We assume that $\mathrm{x}[0]$ goes into the first slot of the first block, y [0] goes into the first slot of the third block, and that sum and i are held in registers (meaning you do not need to consider them in the cache analysis).
(a) Determine the miss/hit sequences for x and y (something like x : MHHHMHHM..).
(b) Determine the miss rate for both the arrays.
(c) What is the operational intensity of the entire code?
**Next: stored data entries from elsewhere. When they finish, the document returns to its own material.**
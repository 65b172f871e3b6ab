//! Stage evaluator and single-step dispatcher.

use crate::boundary::FieldProvider;
use crate::error::{ConfigError, SolverError};
use crate::riemann::RiemannSolver;
use crate::source::SourceTerm;
use crate::time::{Rejection, StageOutcome, StepOutcome, TimeIntegrator};

use super::{Field, Solution, SolverConfig, homogeneous_increment};

/// Per-step data shared by every stage.
#[derive(Clone, Copy, Debug)]
pub struct StageContext<'a> {
    /// Aux field on the physical cells
    pub aux: Option<&'a Field>,
    /// Grid spacing
    pub dx: f64,
    /// Time step
    pub dt: f64,
}

/// High-resolution finite-volume solver for 1D hyperbolic systems.
///
/// # Type Parameters
///
/// * `R` - Riemann solver (must implement [`RiemannSolver`])
/// * `B` - Ghost-cell provider (must implement [`FieldProvider`])
///
/// The CFL number of a stage is returned with its increment, so the solver
/// holds no mutable state and every method takes `&self`.
pub struct FvSolver1D<R, B>
where
    R: RiemannSolver,
    B: FieldProvider,
{
    config: SolverConfig,
    riemann: R,
    boundary: B,
    source: Option<Box<dyn SourceTerm>>,
}

impl<R, B> FvSolver1D<R, B>
where
    R: RiemannSolver,
    B: FieldProvider,
{
    /// Create a new solver.
    ///
    /// # Errors
    /// Any [`SolverConfig::validate`] failure, or `WaveCountMismatch` if the
    /// configured wave count differs from the Riemann solver's.
    pub fn new(config: SolverConfig, riemann: R, boundary: B) -> Result<Self, ConfigError> {
        config.validate()?;
        if let Some(configured) = config.num_waves
            && configured != riemann.num_waves()
        {
            return Err(ConfigError::WaveCountMismatch {
                configured,
                solver: riemann.num_waves(),
            });
        }
        if config.source_term {
            return Err(ConfigError::MissingSource);
        }
        Ok(Self {
            config,
            riemann,
            boundary,
            source: None,
        })
    }

    /// Attach a split source term and enable it.
    pub fn with_source(mut self, source: impl SourceTerm + 'static) -> Self {
        self.source = Some(Box::new(source));
        self.config.source_term = true;
        self
    }

    /// Get the configuration.
    pub fn config(&self) -> &SolverConfig {
        &self.config
    }

    /// Get the Riemann solver.
    pub fn riemann(&self) -> &R {
        &self.riemann
    }

    /// Get the ghost-cell provider.
    pub fn boundary(&self) -> &B {
        &self.boundary
    }

    /// Evaluate one Runge-Kutta stage.
    ///
    /// Ghost-fills `q`, computes the homogeneous increment and its CFL
    /// number, refuses the stage if `cfl >= cfl_max`, and otherwise adds the
    /// source increment when enabled.
    ///
    /// # Arguments
    /// * `q` - Stage state on the physical cells
    /// * `t` - Stage time
    /// * `ctx` - Aux, spacing and time step of the current step
    pub fn dq(
        &self,
        q: &Field,
        t: f64,
        ctx: &StageContext<'_>,
    ) -> Result<StageOutcome<Field>, SolverError> {
        let num_ghost = self.config.num_ghost;
        let q_local = self.boundary.ghost_filled(q, 0, num_ghost)?;
        let aux_local = match ctx.aux {
            Some(aux) => Some(self.boundary.ghost_filled_aux(aux, 0, num_ghost)?),
            None => None,
        };

        let mut stage = homogeneous_increment(
            &q_local,
            aux_local.as_ref(),
            ctx.dx,
            ctx.dt,
            &self.config,
            &self.riemann,
        )?;

        if stage.cfl >= self.config.cfl_max {
            return Ok(StageOutcome::Rejected(Rejection {
                cfl: stage.cfl,
                cfl_max: self.config.cfl_max,
            }));
        }

        if self.config.source_term {
            let source = self.source.as_ref().ok_or(ConfigError::MissingSource)?;
            let increment = source.increment(q, ctx.aux, t, ctx.dt)?;
            if !increment.same_shape(&stage.dq) {
                return Err(SolverError::dimension_mismatch(
                    format!("{} x {} source increment", q.n_cells, q.n_eqn),
                    format!("{} x {}", increment.n_cells, increment.n_eqn),
                ));
            }
            stage.dq.add(&increment);
        }

        Ok(StageOutcome::Accepted {
            increment: stage.dq,
            cfl: stage.cfl,
        })
    }

    /// Advance the solution by one step of size `dt`.
    ///
    /// `solution.q` is replaced only when every stage is accepted.
    /// `solution.t` is left to the caller.
    pub fn step(&self, solution: &mut Solution, dt: f64) -> Result<StepOutcome, SolverError> {
        if solution.q.n_cells != solution.grid.n_cells {
            return Err(SolverError::dimension_mismatch(
                format!("{} cells", solution.grid.n_cells),
                format!("{} cells", solution.q.n_cells),
            ));
        }

        let ctx = StageContext {
            aux: solution.aux.as_ref(),
            dx: solution.grid.dx(),
            dt,
        };
        let t = solution.t;

        self.config
            .time_integrator
            .step(&mut solution.q, dt, t, |q, stage_t| self.dq(q, stage_t, &ctx))
    }
}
It helps to draw the cache. Provide enough detail so we see how you did it.

## Solution:

(a) For both x and y : MMMMHHHMMH .
(b) Miss rate $=60 \%$.
(c) Since we transfer 16 bytes every miss, $I=\frac{2 \cdot 10}{2 \cdot 6 \cdot 16}=0.1$ flops/B.
2. Cache mechanics (30 pts) Consider the following piece of code:

```
double x[128], sum;
int i,j;
for (int i = 0; i < 64; i++) {
j = i + 64;
sum += x[i] * x[j];
}
```

Assume the following:

- Array x begins at memory address 0 .
- The cache is cold.
- The only memory accesses are to the entries of $x$.


## Case 1

(a) Assume your cache is a 512-byte direct-mapped data cache with 16 -byte cache blocks. What is the cache miss rate?
(b) If the cache were twice as big, what would be the miss rate?

## Case 2

(a) Assume your cache is a 512-byte 2-way set associative using an LRU replacement policy with 16 -byte cache blocks. What is the cache miss rate?
(b) Will larger cache size help to reduce the miss rate?
(c) Will larger cache line help to reduce the miss rate?

## Solution:

## Case 1

(a) Miss rate $=100 \%$.
(b) Miss rate $=50 \%$.

## Case 2

(a) Miss rate $=50 \%$.
(b) No.
(c) Yes.
3. MMM analysis (20 pts) Consider the following code for a triple loop MMM $(C=A B+C)$ :

```
// A, B, C, are n x n matrices (data type double)
for (i = 0; i < n; i++)
    for (j = 0; j < n; j++)
        for (k = 0; k < n; k++)
            C[i][j] = C[i][j] + A[i][k]*B[k][j];
```

We assume a cold data cache with block of size $B$ bytes. Ignoring conflict misses:
(a) For fixed $n$, which is the smallest cache size (in bytes) such that the triple loop only incurs compulsory misses? Explain.
(b) For a last-level cache of size 8 MB with $B=64$ bytes, what is the largest $n$ such that you have only compulsory misses?
(c) What is the operational intensity using $n$ from 3 b ?

## Solution:

(a) $C=3 n^{2} \cdot 8$ bytes.
(b) $n=\left\lfloor\sqrt{\frac{C}{24}}\right\rfloor=591$ doubles.
(c) $I=\frac{2 n^{3}}{24 n^{2}}=\frac{n}{12}=49.25$ flops/B.
4. Proofreading (15 pts) Find a major mistake in the solution of Q4 from last year's exercise and fix it.

## Solution:

In Q4.b, the operational intensity $I$ is computed based on the number of misses $M$ from Q4.a. The error is in the computation of $I$. The solution assumes that only $Q=8 M$ bytes are transferred, but, when a miss occurs, an entire block is fetched from memory. Given a block size $B=8$ doubles, we have that $Q=8 \cdot B \cdot M=64 M$ bytes.